Warren Burger and Fries
Harvard Law School students, in their second or third year working on a J.D., must complete the school’s Written Work Requirement: a writing project, beyond what’s required in their regular classes, supervised and approved by a member of the faculty. Jose Klein ’97, graduating from Harvard Law this spring, satisfied this requirement in a somewhat unusual manner: a series of plastic plates made from his drawings of Supreme Court justices and images representing legendary court cases—a project Klein, punning on the name of a famous judge, calls his “Learned Handmade Plates.”
Plastic plates made from drawings? The logistics of this will be familiar to many readers, either from their experiences as parents or possibly from their own childhoods: Klein buys the Make-A-Plate kit, made by a company called Makit Products, which comes with five special heat-treated and die-cut circular drawing sheets and a set of water-soluble pens; he mails the drawings back to Makit; they send him one ten-inch Melamine plate per drawing (with the option of purchasing multiple duplicates in the future).

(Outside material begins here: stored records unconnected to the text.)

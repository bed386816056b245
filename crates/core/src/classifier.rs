//! Failure classification and the retry policy table
//!
//! Backends report failures in their own words. Classification looks at the
//! message and code, case-insensitively, and settles on one [`ErrorKind`]
//! using a fixed priority: connection, then timeout, then validation.

use std::time::Duration;

use clientkey_common::resilience::{PolicyTable, RetryPolicy};
use clientkey_domain::BackendError;
use serde::{Deserialize, Serialize};

#[derive(Debug, Clone, Copy, PartialEq, Eq, Hash, Serialize, Deserialize)]
#[serde(rename_all = "lowercase")]
pub enum ErrorKind {
    Connection,
    Timeout,
    Validation,
    Unknown,
}

impl ErrorKind {
    pub const fn as_str(&self) -> &'static str {
        match self {
            ErrorKind::Connection => "connection",
            ErrorKind::Timeout => "timeout",
            ErrorKind::Validation => "validation",
            ErrorKind::Unknown => "unknown",
        }
    }
}

impl std::fmt::Display for ErrorKind {
    fn fmt(&self, f: &mut std::fmt::Formatter<'_>) -> std::fmt::Result {
        f.write_str(self.as_str())
    }
}

const CONNECTION_MARKERS: &[&str] = &["connection", "network", "connect", "enotfound", "econnrefused"];
const TIMEOUT_MARKERS: &[&str] = &["timeout", "timed out"];
const VALIDATION_MARKERS: &[&str] = &["validation", "invalid", "required"];

/// Classify a failure; no failure at all is `Unknown`
pub fn classify(error: Option<&BackendError>) -> ErrorKind {
    let Some(error) = error else {
        return ErrorKind::Unknown;
    };

    let message = error.message.to_lowercase();
    let code = error.code.as_deref().unwrap_or_default().to_lowercase();
    let mentions = |markers: &[&str]| {
        markers.iter().any(|marker| message.contains(marker) || code.contains(marker))
    };

    if mentions(CONNECTION_MARKERS) {
        ErrorKind::Connection
    } else if mentions(TIMEOUT_MARKERS) || code == "etimedout" {
        ErrorKind::Timeout
    } else if error.validation || mentions(VALIDATION_MARKERS) {
        ErrorKind::Validation
    } else {
        ErrorKind::Unknown
    }
}

/// Retry policy per error kind
#[derive(Debug, Clone, Copy, PartialEq, Eq)]
pub struct RetryPolicies {
    pub connection: RetryPolicy,
    pub timeout: RetryPolicy,
    pub validation: RetryPolicy,
    pub unknown: RetryPolicy,
}

impl Default for RetryPolicies {
    fn default() -> Self {
        Self {
            connection: RetryPolicy::new(5, Duration::from_millis(2_000), true),
            timeout: RetryPolicy::new(3, Duration::from_millis(1_000), true),
            validation: RetryPolicy::no_retry(),
            unknown: RetryPolicy::new(2, Duration::from_millis(1_500), true),
        }
    }
}

impl RetryPolicies {
    pub fn for_kind(&self, kind: ErrorKind) -> RetryPolicy {
        match kind {
            ErrorKind::Connection => self.connection,
            ErrorKind::Timeout => self.timeout,
            ErrorKind::Validation => self.validation,
            ErrorKind::Unknown => self.unknown,
        }
    }
}

impl PolicyTable<BackendError> for RetryPolicies {
    fn policy_for(&self, error: &BackendError) -> RetryPolicy {
        self.for_kind(classify(Some(error)))
    }

    fn label(&self, error: &BackendError) -> &'static str {
        classify(Some(error)).as_str()
    }
}
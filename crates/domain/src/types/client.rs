//! Registered clients

use chrono::{DateTime, Utc};
use serde::{Deserialize, Serialize};
use serde_json::Value;

use super::query::Record;

#[derive(Debug, Clone, Copy, Default, PartialEq, Eq, Serialize, Deserialize)]
#[serde(rename_all = "lowercase")]
pub enum ClientStatus {
    #[default]
    Active,
    Inactive,
}

crate::impl_domain_status_conversions!(ClientStatus {
    Active => "active",
    Inactive => "inactive",
});

/// A client as stored by any backend
#[derive(Debug, Clone, PartialEq, Serialize, Deserialize)]
pub struct Client {
    pub id: String,
    pub name: String,
    pub email: String,
    #[serde(default)]
    pub whatsapp: Option<String>,
    #[serde(default)]
    pub status: ClientStatus,
    #[serde(default)]
    pub created_at: Option<DateTime<Utc>>,
    #[serde(default)]
    pub updated_at: Option<DateTime<Utc>>,
}

impl Client {
    /// Case-insensitive substring match on email or name
    pub fn matches_term(&self, term: &str) -> bool {
        let term = term.trim().to_lowercase();
        !term.is_empty()
            && (self.email.to_lowercase().contains(&term) || self.name.to_lowercase().contains(&term))
    }
}

/// Register a new client
#[derive(Debug, Clone, PartialEq, Serialize, Deserialize)]
pub struct AddClientRequest {
    pub name: String,
    pub email: String,
    #[serde(default)]
    pub whatsapp: Option<String>,
    #[serde(default)]
    pub status: Option<ClientStatus>,
}

impl AddClientRequest {
    pub fn new(name: impl Into<String>, email: impl Into<String>) -> Self {
        Self { name: name.into(), email: email.into(), whatsapp: None, status: None }
    }

    pub fn with_whatsapp(mut self, whatsapp: impl Into<String>) -> Self {
        self.whatsapp = Some(whatsapp.into());
        self
    }

    /// Email as it is stored: trimmed and lowercased
    pub fn normalized_email(&self) -> String {
        self.email.trim().to_lowercase()
    }

    /// Build the stored record, assigning identity and timestamps
    pub fn into_record(self, id: &str, now: DateTime<Utc>) -> Record {
        let email = self.normalized_email();
        let mut record = Record::new();
        record.insert("id".into(), Value::String(id.to_string()));
        record.insert("name".into(), Value::String(self.name.trim().to_string()));
        record.insert("email".into(), Value::String(email));
        record.insert(
            "whatsapp".into(),
            self.whatsapp.map(|w| Value::String(w.trim().to_string())).unwrap_or(Value::Null),
        );
        record.insert(
            "status".into(),
            Value::String(self.status.unwrap_or_default().as_str().to_string()),
        );
        let stamp = Value::String(now.to_rfc3339());
        record.insert("created_at".into(), stamp.clone());
        record.insert("updated_at".into(), stamp);
        record
    }
}

/// Partial update; `None` fields are left untouched
#[derive(Debug, Clone, Default, PartialEq, Serialize, Deserialize)]
pub struct UpdateClientRequest {
    #[serde(default)]
    pub name: Option<String>,
    #[serde(default)]
    pub email: Option<String>,
    #[serde(default)]
    pub whatsapp: Option<String>,
    #[serde(default)]
    pub status: Option<ClientStatus>,
}

impl UpdateClientRequest {
    pub fn is_empty(&self) -> bool {
        self.name.is_none() && self.email.is_none() && self.whatsapp.is_none() && self.status.is_none()
    }

    pub fn into_changes(self, now: DateTime<Utc>) -> Record {
        let mut changes = Record::new();
        if let Some(name) = self.name {
            changes.insert("name".into(), Value::String(name.trim().to_string()));
        }
        if let Some(email) = self.email {
            changes.insert("email".into(), Value::String(email.trim().to_lowercase()));
        }
        if let Some(whatsapp) = self.whatsapp {
            changes.insert("whatsapp".into(), Value::String(whatsapp.trim().to_string()));
        }
        if let Some(status) = self.status {
            changes.insert("status".into(), Value::String(status.as_str().to_string()));
        }
        changes.insert("updated_at".into(), Value::String(now.to_rfc3339()));
        changes
    }
}

#[cfg(test)]
mod tests {
    use chrono::TimeZone;
    use serde_json::json;

    use super::*;

    fn fixed_now() -> DateTime<Utc> {
        Utc.with_ymd_and_hms(2024, 5, 1, 12, 0, 0).unwrap()
    }

    #[test]
    fn add_request_normalizes_and_defaults_status() {
        let request = AddClientRequest::new("  Ana  ", " Ana@X.com ");
        let record = request.into_record("c1", fixed_now());

        assert_eq!(record["id"], json!("c1"));
        assert_eq!(record["name"], json!("Ana"));
        assert_eq!(record["email"], json!("ana@x.com"));
        assert_eq!(record["status"], json!("active"));
        assert_eq!(record["whatsapp"], Value::Null);
        assert_eq!(record["created_at"], record["updated_at"]);
    }

    #[test]
    fn stored_record_reads_back_as_client() {
        let record = AddClientRequest::new("Ana", "ana@x.com")
            .with_whatsapp("11 98765-4321")
            .into_record("c1", fixed_now());

        let client: Client = serde_json::from_value(Value::Object(record)).unwrap();
        assert_eq!(client.id, "c1");
        assert_eq!(client.whatsapp.as_deref(), Some("11 98765-4321"));
        assert_eq!(client.status, ClientStatus::Active);
        assert_eq!(client.created_at, Some(fixed_now()));
    }

    #[test]
    fn update_changes_only_set_fields() {
        let changes = UpdateClientRequest {
            status: Some(ClientStatus::Inactive),
            ..Default::default()
        }
        .into_changes(fixed_now());

        assert_eq!(changes.len(), 2);
        assert_eq!(changes["status"], json!("inactive"));
        assert!(changes.contains_key("updated_at"));
        assert!(UpdateClientRequest::default().is_empty());
    }

    #[test]
    fn term_matching() {
        let client = Client {
            id: "c1".into(),
            name: "Ana Souza".into(),
            email: "ana@x.com".into(),
            whatsapp: None,
            status: ClientStatus::Active,
            created_at: None,
            updated_at: None,
        };

        assert!(client.matches_term("SOUZA"));
        assert!(client.matches_term("@x.com"));
        assert!(!client.matches_term("bruno"));
        assert!(!client.matches_term("  "));
    }
}
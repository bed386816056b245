//! Application constants
//!
//! Resource names, local storage keys and limits shared by every layer.

// Resources
pub const CLIENTS_RESOURCE: &str = "clients";
pub const ACTIVITIES_RESOURCE: &str = "client_activities";

// Local storage layout
pub const LOCAL_TABLE_PREFIX: &str = "db_";
pub const REPLAY_QUEUE_KEY: &str = "replay-queue";

// Limits
pub const DEFAULT_ACTIVITY_LIMIT: usize = 50;
pub const MAX_ACTIVITIES_PER_CLIENT: usize = 50;
pub const REPLAY_MAX_ATTEMPTS: u32 = 3;

// Identifiers
pub const OPERATION_ID_PREFIX: &str = "op_";

/// Local storage key holding the records of `resource`
pub fn local_table_key(resource: &str) -> String {
    format!("{LOCAL_TABLE_PREFIX}{resource}")
}
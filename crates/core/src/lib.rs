//! # ClientKey Core
//!
//! The resilient data-access layer, free of infrastructure code.
//!
//! This crate contains:
//! - Port interfaces for storage backends and local key/value storage
//! - Failure classification and the per-kind retry policy table
//! - The local fallback dispatcher and the replay queue
//! - Provider selection and the [`DataAccess`] facade callers use
//!
//! ## Architecture Principles
//! - Depends only on `clientkey-common` and `clientkey-domain`
//! - No database, HTTP or filesystem code
//! - Every collaborator is injected; nothing is process-global

pub mod classifier;
pub mod error;
pub mod fallback;
pub mod local;
pub mod ports;
pub mod records;
pub mod replay;
pub mod selector;
pub mod service;
pub mod stats;
pub mod validation;

use std::sync::Arc;

use clientkey_common::resilience::{CircuitBreaker, Clock, Sleeper};

/// Clock shared by the breaker and everything that reads time
pub type SharedClock = Arc<dyn Clock>;
/// Sleeper shared by retry backoff and replay pauses
pub type SharedSleeper = Arc<dyn Sleeper>;
/// The circuit breaker guarding the active backend
pub type Breaker = CircuitBreaker<SharedClock>;

pub use classifier::{classify, ErrorKind, RetryPolicies};
pub use error::{DataAccessError, DataAccessResult};
pub use fallback::{FallbackDispatcher, FallbackHandler, FallbackOutcome, FallbackRegistry};
pub use local::{LocalBackend, LocalTables, MemoryLocalStore};
pub use ports::{LocalStore, StorageBackend};
pub use replay::{
    DrainReport, ReplayConfig, ReplayDrain, ReplayQueue, ReplayWorker, ReplayWorkerConfig, WorkerError,
};
pub use selector::ProviderSelector;
pub use service::{DataAccess, DataAccessBuilder};
pub use stats::{ErrorRecord, ErrorStats, ErrorStatsSnapshot};
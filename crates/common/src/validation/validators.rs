// Field Validators - Reusable validation components
use once_cell::sync::Lazy;

/// Trait for field validators
pub trait FieldValidator<T: ?Sized> {
    /// Validate a field value
    fn validate(&self, value: &T) -> Result<(), String>;
}

/// String validator with character-count bounds and an optional pattern
///
/// Lengths are counted in `char`s so accented names are measured the way a
/// user would count them.
#[derive(Debug, Clone, Default)]
pub struct StringValidator {
    min_length: Option<usize>,
    max_length: Option<usize>,
    pattern: Option<regex::Regex>,
    not_empty: bool,
}

impl StringValidator {
    /// Create a new string validator
    pub fn new() -> Self {
        Self::default()
    }

    /// Require non-empty string
    pub fn not_empty(mut self) -> Self {
        self.not_empty = true;
        self
    }

    /// Set minimum length
    pub fn min_length(mut self, min: usize) -> Self {
        self.min_length = Some(min);
        self
    }

    /// Set maximum length
    pub fn max_length(mut self, max: usize) -> Self {
        self.max_length = Some(max);
        self
    }

    /// Set pattern to match
    pub fn pattern(mut self, pattern: &str) -> Result<Self, regex::Error> {
        self.pattern = Some(regex::Regex::new(pattern)?);
        Ok(self)
    }
}

impl FieldValidator<str> for StringValidator {
    fn validate(&self, value: &str) -> Result<(), String> {
        let val = value.trim();
        let len = val.chars().count();

        if self.not_empty && val.is_empty() {
            return Err("Value cannot be empty".to_string());
        }

        if let Some(min) = self.min_length {
            if len < min {
                return Err(format!("Length must be at least {} characters", min));
            }
        }

        if let Some(max) = self.max_length {
            if len > max {
                return Err(format!("Length must not exceed {} characters", max));
            }
        }

        if let Some(ref pattern) = self.pattern {
            if !pattern.is_match(val) {
                return Err("Value contains invalid characters".to_string());
            }
        }

        Ok(())
    }
}

/// Static email regex pattern compiled once at first use
static EMAIL_REGEX: Lazy<regex::Regex> = Lazy::new(|| {
    regex::Regex::new(r"^[a-zA-Z0-9._%+-]+@[a-zA-Z0-9.-]+\.[a-zA-Z]{2,}$")
        .expect("EMAIL_REGEX pattern is valid and well-formed")
});

/// Maximum address length accepted by SMTP
const MAX_EMAIL_LENGTH: usize = 254;

/// Email validator
#[derive(Debug, Clone, Default)]
pub struct EmailValidator;

impl EmailValidator {
    /// Create a new email validator
    pub fn new() -> Self {
        Self
    }
}

impl FieldValidator<str> for EmailValidator {
    fn validate(&self, value: &str) -> Result<(), String> {
        if value.len() > MAX_EMAIL_LENGTH {
            return Err(format!("Email must not exceed {} characters", MAX_EMAIL_LENGTH));
        }

        if !EMAIL_REGEX.is_match(value) {
            return Err("Invalid email format".to_string());
        }

        Ok(())
    }
}
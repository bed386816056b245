use std::collections::HashMap;

use clientkey_common::CommonError;
use parking_lot::Mutex;

use crate::ports::LocalStore;

/// In-process [`LocalStore`]
#[derive(Debug, Default)]
pub struct MemoryLocalStore {
    items: Mutex<HashMap<String, String>>,
}

impl MemoryLocalStore {
    pub fn new() -> Self {
        Self::default()
    }

    pub fn len(&self) -> usize {
        self.items.lock().len()
    }

    pub fn is_empty(&self) -> bool {
        self.items.lock().is_empty()
    }
}

impl LocalStore for MemoryLocalStore {
    fn get_item(&self, key: &str) -> Result<Option<String>, CommonError> {
        Ok(self.items.lock().get(key).cloned())
    }

    fn set_item(&self, key: &str, value: &str) -> Result<(), CommonError> {
        self.items.lock().insert(key.to_string(), value.to_string());
        Ok(())
    }

    fn remove_item(&self, key: &str) -> Result<(), CommonError> {
        self.items.lock().remove(key);
        Ok(())
    }
}

#[cfg(test)]
mod tests {
    use super::*;

    #[test]
    fn set_get_remove() {
        let store = MemoryLocalStore::new();
        assert_eq!(store.get_item("k").unwrap(), None);

        store.set_item("k", "v1").unwrap();
        store.set_item("k", "v2").unwrap();
        assert_eq!(store.get_item("k").unwrap().as_deref(), Some("v2"));
        assert_eq!(store.len(), 1);

        store.remove_item("k").unwrap();
        assert!(store.is_empty());
    }
}
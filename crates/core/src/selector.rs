//! Backend selection
//!
//! Remote candidates are tried in priority order (relational, then document);
//! the first one that connects serves every query until the selector is
//! re-initialized or closed. Local storage is the last resort and always
//! connects.

use std::sync::Arc;

use clientkey_domain::ProviderKind;
use parking_lot::RwLock;
use tokio::sync::Mutex;
use tracing::{info, instrument, warn};

use crate::error::{DataAccessError, DataAccessResult};
use crate::ports::StorageBackend;

pub struct ProviderSelector {
    candidates: Vec<Arc<dyn StorageBackend>>,
    local: Arc<dyn StorageBackend>,
    active: RwLock<Option<Arc<dyn StorageBackend>>>,
    init_lock: Mutex<()>,
}

impl std::fmt::Debug for ProviderSelector {
    fn fmt(&self, f: &mut std::fmt::Formatter<'_>) -> std::fmt::Result {
        f.debug_struct("ProviderSelector")
            .field("candidates", &self.candidates.iter().map(|c| c.provider()).collect::<Vec<_>>())
            .field("active", &self.provider())
            .finish()
    }
}

impl ProviderSelector {
    /// `candidates` in priority order; `local` is used when none connects
    pub fn new(candidates: Vec<Arc<dyn StorageBackend>>, local: Arc<dyn StorageBackend>) -> Self {
        Self { candidates, local, active: RwLock::new(None), init_lock: Mutex::new(()) }
    }

    /// Select a backend unless one is already active
    ///
    /// Concurrent callers wait for the same selection instead of starting
    /// their own.
    pub async fn initialize(&self) -> DataAccessResult<ProviderKind> {
        let _init = self.init_lock.lock().await;
        if let Some(provider) = self.provider() {
            return Ok(provider);
        }
        self.select().await
    }

    /// Close the active backend and select again
    pub async fn reinitialize(&self) -> DataAccessResult<ProviderKind> {
        let _init = self.init_lock.lock().await;
        self.release().await;
        self.select().await
    }

    /// Close the active backend; queries wait for the next initialization
    pub async fn close(&self) {
        let _init = self.init_lock.lock().await;
        self.release().await;
    }

    pub fn active(&self) -> Option<Arc<dyn StorageBackend>> {
        self.active.read().clone()
    }

    pub fn provider(&self) -> Option<ProviderKind> {
        self.active.read().as_ref().map(|backend| backend.provider())
    }

    pub fn is_initialized(&self) -> bool {
        self.active.read().is_some()
    }

    #[instrument(skip(self))]
    async fn select(&self) -> DataAccessResult<ProviderKind> {
        for candidate in &self.candidates {
            let provider = candidate.provider();
            match candidate.connect().await {
                Ok(()) => {
                    info!(%provider, "Storage provider selected");
                    *self.active.write() = Some(Arc::clone(candidate));
                    return Ok(provider);
                }
                Err(e) => warn!(%provider, error = %e, "Storage provider unavailable"),
            }
        }

        match self.local.connect().await {
            Ok(()) => {
                warn!(provider = %ProviderKind::Local, "No remote provider reachable, using local storage");
                *self.active.write() = Some(Arc::clone(&self.local));
                Ok(ProviderKind::Local)
            }
            Err(e) => Err(DataAccessError::NotInitialized(format!(
                "no storage provider available: {e}"
            ))),
        }
    }

    async fn release(&self) {
        let previous = self.active.write().take();
        if let Some(backend) = previous {
            info!(provider = %backend.provider(), "Closing storage provider");
            backend.close().await;
        }
    }
}

#[cfg(test)]
mod tests {
    use std::sync::atomic::{AtomicBool, AtomicUsize, Ordering};

    use async_trait::async_trait;
    use clientkey_domain::{BackendError, Query};
    use serde_json::Value;

    use super::*;

    struct Probe {
        provider: ProviderKind,
        reachable: AtomicBool,
        connects: AtomicUsize,
        closes: AtomicUsize,
    }

    impl Probe {
        fn new(provider: ProviderKind, reachable: bool) -> Arc<Self> {
            Arc::new(Self {
                provider,
                reachable: AtomicBool::new(reachable),
                connects: AtomicUsize::new(0),
                closes: AtomicUsize::new(0),
            })
        }
    }

    #[async_trait]
    impl StorageBackend for Probe {
        fn provider(&self) -> ProviderKind {
            self.provider
        }

        async fn connect(&self) -> Result<(), BackendError> {
            self.connects.fetch_add(1, Ordering::SeqCst);
            tokio::task::yield_now().await;
            if self.reachable.load(Ordering::SeqCst) {
                Ok(())
            } else {
                Err(BackendError::connection_refused("connect ECONNREFUSED"))
            }
        }

        async fn execute(&self, _query: &Query) -> Result<Value, BackendError> {
            Ok(Value::Null)
        }

        async fn health_check(&self) -> Result<(), BackendError> {
            Ok(())
        }

        async fn close(&self) {
            self.closes.fetch_add(1, Ordering::SeqCst);
        }
    }

    fn selector(primary: &Arc<Probe>, secondary: &Arc<Probe>, local: &Arc<Probe>) -> ProviderSelector {
        ProviderSelector::new(
            vec![primary.clone() as Arc<dyn StorageBackend>, secondary.clone()],
            local.clone(),
        )
    }

    #[tokio::test]
    async fn prefers_primary_then_secondary_then_local() {
        let primary = Probe::new(ProviderKind::Primary, false);
        let secondary = Probe::new(ProviderKind::Secondary, true);
        let local = Probe::new(ProviderKind::Local, true);
        let selector = selector(&primary, &secondary, &local);

        assert_eq!(selector.provider(), None);
        assert_eq!(selector.initialize().await.unwrap(), ProviderKind::Secondary);

        secondary.reachable.store(false, Ordering::SeqCst);
        assert_eq!(selector.reinitialize().await.unwrap(), ProviderKind::Local);
        assert_eq!(secondary.closes.load(Ordering::SeqCst), 1);

        primary.reachable.store(true, Ordering::SeqCst);
        assert_eq!(selector.reinitialize().await.unwrap(), ProviderKind::Primary);
    }

    #[tokio::test]
    async fn selection_is_fixed_until_reinitialized() {
        let primary = Probe::new(ProviderKind::Primary, true);
        let secondary = Probe::new(ProviderKind::Secondary, true);
        let local = Probe::new(ProviderKind::Local, true);
        let selector = selector(&primary, &secondary, &local);

        selector.initialize().await.unwrap();
        primary.reachable.store(false, Ordering::SeqCst);
        assert_eq!(selector.initialize().await.unwrap(), ProviderKind::Primary);
        assert_eq!(primary.connects.load(Ordering::SeqCst), 1);
    }

    #[tokio::test]
    async fn concurrent_initialization_selects_once() {
        let primary = Probe::new(ProviderKind::Primary, true);
        let secondary = Probe::new(ProviderKind::Secondary, true);
        let local = Probe::new(ProviderKind::Local, true);
        let selector = Arc::new(selector(&primary, &secondary, &local));

        let handles: Vec<_> = (0..8)
            .map(|_| {
                let selector = Arc::clone(&selector);
                tokio::spawn(async move { selector.initialize().await.unwrap() })
            })
            .collect();
        for handle in handles {
            assert_eq!(handle.await.unwrap(), ProviderKind::Primary);
        }
        assert_eq!(primary.connects.load(Ordering::SeqCst), 1);
    }

    #[tokio::test]
    async fn close_releases_backend() {
        let primary = Probe::new(ProviderKind::Primary, true);
        let secondary = Probe::new(ProviderKind::Secondary, true);
        let local = Probe::new(ProviderKind::Local, true);
        let selector = selector(&primary, &secondary, &local);

        selector.initialize().await.unwrap();
        selector.close().await;

        assert!(!selector.is_initialized());
        assert_eq!(primary.closes.load(Ordering::SeqCst), 1);
    }

    #[tokio::test]
    async fn nothing_reachable_is_an_error() {
        let primary = Probe::new(ProviderKind::Primary, false);
        let secondary = Probe::new(ProviderKind::Secondary, false);
        let local = Probe::new(ProviderKind::Local, false);
        let selector = selector(&primary, &secondary, &local);

        let err = selector.initialize().await.unwrap_err();
        assert!(matches!(err, DataAccessError::NotInitialized(_)));
    }
}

The target audience for Make-A-Plate kits is, of course, children. And Klein and his wife, Rosa, who also graduated from Harvard this year (a master’s in Public Policy from the Kennedy School of Government), have a son, Manu, age three. But Manu isn’t the reason why the plate project started. “My wife used to make these plates as a kid,” Klein says, “and we decided to bring a set to a family reunion we had a couple of summers ago, and I quickly became obsessed with it.” He says that his whole life, even growing up, he never drew at all. But one morning last summer he told Rosa, a former college art major, that he “was going to teach [himself] how to draw.” The Make-A-Plate kits were how he began. “There was something about the unpretentiousness of the medium and the usefulness of the end product that drew me towards making the plates,” he says. His wife gave him “some pointers,” and he’s “been working on it ever since.”
Klein stumbled on the combination of his new art form with his legal education this past winter. Author and attorney Jeffrey Toobin came to speak at Harvard Law, his alma mater; after his talk, Klein says, Toobin gave away free copies of his 2007 book The Nine: Inside the Secret World of the Supreme Court. Klein was looking at a picture in the book of Justice Scalia’s famous hand gesture from 2006 and he “resolved to try to draw it.”
After finishing the Scalia drawing, though, “I had to do the other eight [Supreme Court justices],” he says—“and away I went with the whole project.”
Klein’s project then grew to include drawings of images representing famous legal cases, which began, he thinks, with Grimshaw v. Ford (pictured on opposite page). “Torts had been my favorite class,” he says, “and for some reason I thought it would be fun to draw the infamous exploding Ford Pinto.” The cases he’s chosen to make plates for are “an album of the law school curriculum,” he says. “Most law students have been expected to memorize most of [these] cases.” In other words, the plates might serve as a kind of a set of legal flash cards, albeit ones off of which a law student might eat dinner.
Klein was an English major at Vassar with an emphasis on creative writing; his original idea, for his third year at Harvard, was to satisfy the Written Work Requirement creatively with “a collection of short stories related to legal themes.” The trouble with that plan, however, was that he hadn’t been writing. “In my free time I was much more interested in drawing,” he says. He showed his advisor, Professor Richard Parker, what he’d been working on, and Parker ultimately gave the project his approval.
What has the reaction from his fellow students been like? “Very positive,” Klein says, although he suspects that some “are a bit mystified that someone can get academic credit for something so removed from the traditional study of law.” (“Why were we dumb enough to do a 40-page paper?” asked an article about the plates in Harvard Law School’s student-run newspaper The Record.)
Klein says he got “a wonderful education” at Vassar. “What I am most grateful for,” he says, is the way in which the school “encouraged individuality. At every turn, I was rewarded for thinking for myself, for being myself.” After Vassar, he struggled with trying to succeed as a fiction writer, feeling paralyzed, at times, by the work of writing. But joining the Peace Corps, he says—he worked in Suriname, South America, from 2002–04—not only liberated him from his struggle with writing, but changed his career goals as well. “It broadened my sense of what the world is like, how people live, and what constitutes the good life. My Peace Corps experiences deepened my commitment to social justice—which was central to my decision to go to law school.”
Klein and his family are moving to Portland, Oregon, where he will begin a clerkship with the Honorable Martha L. Walters of the Oregon Supreme Court. He’ll keep making plates, and even hopes to use them “as a springboard for fundraising for causes related to social justice.” This fall, he says, the Oregon Affiliate of the American Civil Liberties Union is going to use the plates for a fundraising dinner. Klein is presently at work “on a series of plates devoted to people who have been exonerated through DNA evidence,” he says. “It’s my hope that these plates can be used to generate money either to support post-conviction relief of individuals or to compensate people wrongfully incarcerated.
“But moving forward on this,” he adds,“will have to wait until after I finish finals.”